The Incubation Period
Once a virus gains a foothold, symptoms develop fast. The incubation period for the common cold ranges from as short as 12 hours to about three days. Most people notice the first signs within one to two days. Early symptoms usually start with a scratchy or sore throat, followed by a runny nose, sneezing, and congestion. A cough, mild fatigue, and low-grade body aches may follow over the next day or two.
You’re most contagious during the first two to three days of symptoms, when viral shedding is at its peak. This is also when you’re sneezing and blowing your nose most frequently, launching virus-laden droplets into your surroundings. Contagiousness typically fades as symptoms improve, though you can still spread the virus for up to two weeks in some cases.
What Actually Increases Your Risk
Beyond sleep and cold weather, several other factors make catching a cold more likely:
- Touching your face.
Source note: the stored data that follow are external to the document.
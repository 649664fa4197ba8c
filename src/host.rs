use core::fmt;

use alloc::{string::String, vec::Vec};

/// Everything above the session: serial protocol sink, command queue,
/// status line, job timer and the halt path.
pub trait SessionHost: fmt::Write {
    /// Queue a command line for the interpreter.
    fn enqueue_command(&mut self, command: &str);
    fn set_status(&mut self, text: &str);
    /// Stop the job timer and return the elapsed job time in seconds.
    fn stop_job_timer(&mut self) -> u32;
    /// Unrecoverable fault; device firmware does not return from here.
    fn halt(&mut self, reason: &str);
    /// Wait for queued motion to drain before a file is switched.
    fn synchronize(&mut self) {}
}

/// Host that keeps everything it is told, for tooling and tests.
#[derive(Clone, Debug, Default)]
pub struct RecordingHost {
    pub output: String,
    pub commands: Vec<String>,
    pub status: String,
    pub halted: Option<String>,
    pub job_seconds: u32,
    pub timer_stops: usize,
}

impl RecordingHost {
    pub fn new() -> Self {
        Self::default()
    }

    pub fn take_output(&mut self) -> String {
        core::mem::take(&mut self.output)
    }
}

impl fmt::Write for RecordingHost {
    fn write_str(&mut self, s: &str) -> fmt::Result {
        self.output.push_str(s);
        Ok(())
    }
}

impl SessionHost for RecordingHost {
    fn enqueue_command(&mut self, command: &str) {
        self.commands.push(String::from(command));
    }

    fn set_status(&mut self, text: &str) {
        self.status.clear();
        self.status.push_str(text);
    }

    fn stop_job_timer(&mut self) -> u32 {
        self.timer_stops += 1;
        self.job_seconds
    }

    fn halt(&mut self, reason: &str) {
        self.halted = Some(String::from(reason));
    }
}
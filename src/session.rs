//! The file session: one open file, its offset, and the callers suspended
//! by nested file calls.

pub mod engine;
pub mod events;
mod machine;
pub mod procedure;
pub mod reader;
pub mod types;

pub use engine::{SessionApplyResult, SessionEngine};
pub use events::SessionEvent;
pub use procedure::{ProcedureFrame, ProcedureStack};
pub use reader::{CardReader, Line};
pub use types::{SessionApplyStatus, SessionMode};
The average person touches their face 16 to 23 times per hour. Each touch near your eyes, nose, or mouth is a potential route for viruses picked up from surfaces.
- Stress. Chronic psychological stress suppresses immune function and increases inflammation, making it easier for viruses to establish infection after exposure.
- Dry indoor air. Heated indoor environments in winter dry out the mucus membranes in your nose, reducing their ability to trap and clear viruses before they can infect cells.
- Close contact with children. Young children catch six to eight colds per year on average and are efficient spreaders, often touching shared surfaces and each other constantly.
How to Reduce Your Chances
Since cold viruses spread through droplets and contaminated surfaces, hand washing is the single most effective preventive measure. Washing with soap and water for at least 20 seconds physically removes viral particles. Alcohol-based hand sanitizer works as a backup when soap isn’t available.
Keeping your hands away from your face cuts off the main route viruses use to reach your nasal passages. This is harder than it sounds, but even modest awareness helps. Disinfecting frequently touched surfaces during cold season, particularly in shared spaces, reduces the viral load in your environment.
Protecting sleep is underrated as a cold-prevention strategy. Prioritizing seven to eight hours of quality sleep gives your immune system the resources it needs to fight off viruses you inevitably encounter. Staying hydrated and keeping indoor humidity between 40 and 60 percent helps maintain the protective mucus layer in your nasal passages, giving viruses fewer opportunities to latch onto cells and begin replicating.